I keep my focus on the delicate work under my fingers. I keep my shoulders relaxed. I do not hold my breath. I cultivate my tone carefully – neutral-curious, “Of course.”
She doesn’t need to say it out loud. I know what she’s going to ask.
“If it was you…if you were me…or if you were you and you were in my position…what would you do?”
Her left breast was removed 8 weeks ago. An expander was been placed under her pectoral muscle to create space for the implant she will get when she has reconstructive surgery many months from now. The port pinches. It is uncomfortable and her shoulder is sore all the time because of it. She is halfway through her chemotherapy regimen. The side effects have hit her hard and fast. She has lost her hair. She feels sick, weak and fatigued. The steroids she received with the first round made her “a crazy person.” She knows the side effects of the chemotherapy will get worse. Beyond chemo lies a month of daily radiation treatments.

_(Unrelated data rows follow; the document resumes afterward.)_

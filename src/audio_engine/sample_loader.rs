//! Audio file decoding for the file source.
//!
//! Files are decoded once, up front, into planar `f32` channels at the file's own sample rate.

use std::fs::File;
use std::path::Path;

use symphonia::core::{
    audio::SampleBuffer as SymphoniaSampleBuffer, codecs::DecoderOptions,
    errors::Error as SymphoniaError, formats::FormatOptions, io::MediaSourceStream,
    meta::MetadataOptions, probe::Hint,
};
use symphonia::default::{get_codecs, get_probe};

use crate::audio_engine::errors::SampleLoadError;
use crate::messages::AudioBlock;

/// A fully decoded audio file.
#[derive(Debug, Clone, PartialEq)]
pub struct DecodedAudio {
    pub sample_rate: u32,
    /// Planar samples, one `Vec` per channel, all the same length.
    pub channels: Vec<Vec<f32>>,
}

impl DecodedAudio {
    pub fn channel_count(&self) -> usize {
        self.channels.len()
    }

    pub fn frame_count(&self) -> usize {
        self.channels.first().map_or(0, Vec::len)
    }

    /// Copies `frames` frames starting at `start` into a block, zero-filling past the end.
    pub fn block_at(&self, start: usize, frames: usize) -> AudioBlock {
        let mut block = AudioBlock::silence(self.channel_count(), frames);
        for (dest, src) in block.channels_mut().iter_mut().zip(&self.channels) {
            let end = (start + frames).min(src.len());
            if start < end {
                dest[..end - start].copy_from_slice(&src[start..end]);
            }
        }
        block
    }
}

/// Decodes an audio file into planar float samples.
///
/// # Errors
///
/// - The file cannot be opened
/// - The format is not recognized or the data is corrupt
/// - The default track lacks a sample rate or channel layout
/// - The file decodes to zero frames
pub fn decode_audio_file(path: &Path) -> Result<DecodedAudio, SampleLoadError> {
    let file = File::open(path)?;
    let mss = MediaSourceStream::new(Box::new(file), Default::default());

    let mut hint = Hint::new();
    if let Some(ext) = path.extension().and_then(|e| e.to_str()) {
        hint.with_extension(ext);
    }

    let probed = get_probe().format(
        &hint,
        mss,
        &FormatOptions::default(),
        &MetadataOptions::default(),
    )?;
    let mut format = probed.format;

    let track = format
        .default_track()
        .ok_or(SampleLoadError::NoDefaultTrack)?;
    let sample_rate = track
        .codec_params
        .sample_rate
        .ok_or(SampleLoadError::MissingSampleRate)?;
    let channel_count = track
        .codec_params
        .channels
        .ok_or(SampleLoadError::MissingChannels)?
        .count();

    let mut decoder = get_codecs().make(&track.codec_params, &DecoderOptions::default())?;

    let mut channels = vec![Vec::new(); channel_count];
    loop {
        let packet = match format.next_packet() {
            Ok(packet) => packet,
            Err(SymphoniaError::IoError(err))
                if err.kind() == std::io::ErrorKind::UnexpectedEof =>
            {
                break;
            }
            Err(err) => return Err(SampleLoadError::Decode(err)),
        };

        let audio_buf = decoder.decode(&packet)?;
        let spec = *audio_buf.spec();
        let duration = audio_buf.capacity() as u64;

        let mut sample_buf = SymphoniaSampleBuffer::<f32>::new(duration, spec);
        sample_buf.copy_interleaved_ref(audio_buf);
        for frame in sample_buf.samples().chunks_exact(channel_count.max(1)) {
            for (channel, sample) in channels.iter_mut().zip(frame) {
                channel.push(*sample);
            }
        }
    }

    let decoded = DecodedAudio {
        sample_rate,
        channels,
    };
    if decoded.frame_count() == 0 {
        return Err(SampleLoadError::Empty);
    }
    log::debug!(
        "Decoded {}: {} channels, {} frames at {} Hz",
        path.display(),
        decoded.channel_count(),
        decoded.frame_count(),
        decoded.sample_rate
    );
    Ok(decoded)
}

/// PCM16 WAV writer for tests that need real files on disk.
#[cfg(test)]
pub(crate) fn write_pcm16_wav(
    path: &Path,
    channels: u16,
    sample_rate_hz: u32,
    samples: &[i16],
) -> std::io::Result<()> {
    use std::io::Write;

    let bits_per_sample = 16u16;
    let block_align = channels * (bits_per_sample / 8);
    let byte_rate = sample_rate_hz * u32::from(block_align);
    let data_len_bytes = u32::try_from(samples.len() * 2).expect("sample data too large");
    let chunk_size = 36 + data_len_bytes;

    let mut file = File::create(path)?;
    file.write_all(b"RIFF")?;
    file.write_all(&chunk_size.to_le_bytes())?;
    file.write_all(b"WAVE")?;

    file.write_all(b"fmt ")?;
    file.write_all(&16u32.to_le_bytes())?;
    file.write_all(&1u16.to_le_bytes())?; // PCM
    file.write_all(&channels.to_le_bytes())?;
    file.write_all(&sample_rate_hz.to_le_bytes())?;
    file.write_all(&byte_rate.to_le_bytes())?;
    file.write_all(&block_align.to_le_bytes())?;
    file.write_all(&bits_per_sample.to_le_bytes())?;

    file.write_all(b"data")?;
    file.write_all(&data_len_bytes.to_le_bytes())?;
    for sample in samples {
        file.write_all(&sample.to_le_bytes())?;
    }

    Ok(())
}

#[cfg(test)]
mod tests {
    use super::*;

    #[test]
    fn test_decode_stereo_wav_to_planar() {
        let tmp = tempfile::tempdir().unwrap();
        let path = tmp.path().join("stereo.wav");

        let samples = [0i16, 16_384, -16_384, 32_767, 8_192, -8_192];
        write_pcm16_wav(&path, 2, 48_000, &samples).unwrap();

        let decoded = decode_audio_file(&path).unwrap();
        assert_eq!(decoded.sample_rate, 48_000);
        assert_eq!(decoded.channel_count(), 2);
        assert_eq!(decoded.frame_count(), 3);
        assert!((decoded.channels[0][1] + 0.5).abs() < 1e-4);
        assert!((decoded.channels[1][0] - 0.5).abs() < 1e-4);
        assert!(decoded.channels.iter().flatten().all(|s| (-1.0..=1.0).contains(s)));
    }

    #[test]
    fn test_empty_file_is_rejected() {
        let tmp = tempfile::tempdir().unwrap();
        let path = tmp.path().join("empty.wav");
        write_pcm16_wav(&path, 1, 44_100, &[]).unwrap();

        assert!(decode_audio_file(&path).is_err());
    }

    #[test]
    fn test_decode_missing_file() {
        let tmp = tempfile::tempdir().unwrap();
        let path = tmp.path().join("nonexistent.wav");

        assert!(matches!(decode_audio_file(&path), Err(SampleLoadError::Io(_))));
    }

    #[test]
    fn test_block_at_zero_fills_past_end() {
        let decoded = DecodedAudio {
            sample_rate: 8_000,
            channels: vec![vec![1.0, 2.0, 3.0]],
        };
        let block = decoded.block_at(2, 3);
        assert_eq!(block.channel(0), Some(&[3.0, 0.0, 0.0][..]));
        assert_eq!(decoded.block_at(5, 2), AudioBlock::silence(1, 2));
    }
}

She wants to quit chemo. And she doesn’t want to quit chemo.
She wants to do what the doctor and her family and her friends tell her to do and she wants to rebel against the whole system.
She is frightened and angry and a million other things I cannot even begin to imagine. And she wants me to tell her that there’s an answer.
I have been asked this question so many times.
My heart never hurts any less than it did the first time. I never stop wishing that I did, in fact, have an answer. And I always say the same thing I did the very first time. And I always feel like I’m coming up short, like I’m letting people down.
I don’t know.
Some days I think I might know, but on those days I’m kidding myself. So far I have been lucky to sit on the shore of healthy. I have not been forced to wade into the ocean of illness. I have not been made to discover if I will sink or swim, how long I can tread those dark waters or kick against the undertow.
What would I do? I have puzzled this murky koan for years and my hands are still empty, my mind is still confused, my heart still aches. I have no answer. I have no advice to shout from the beach and even if I were up to my neck right alongside this woman and all the countless other who have asked me, the one thing I do know is that I still wouldn’t know.
“I have no idea.” A failed oracle, once again, I say, “I don’t know. I’m sorry. I cannot even begin to imagine.”
She is quiet for a moment. Then she takes another deep breath.
“Thank you,” she says. “Everyone else I ask seems like they know. I feel like I’m the only one who doesn’t know…”
I let my hands lay still, one over the port, one on her shoulder. “No. You’re not the only one.”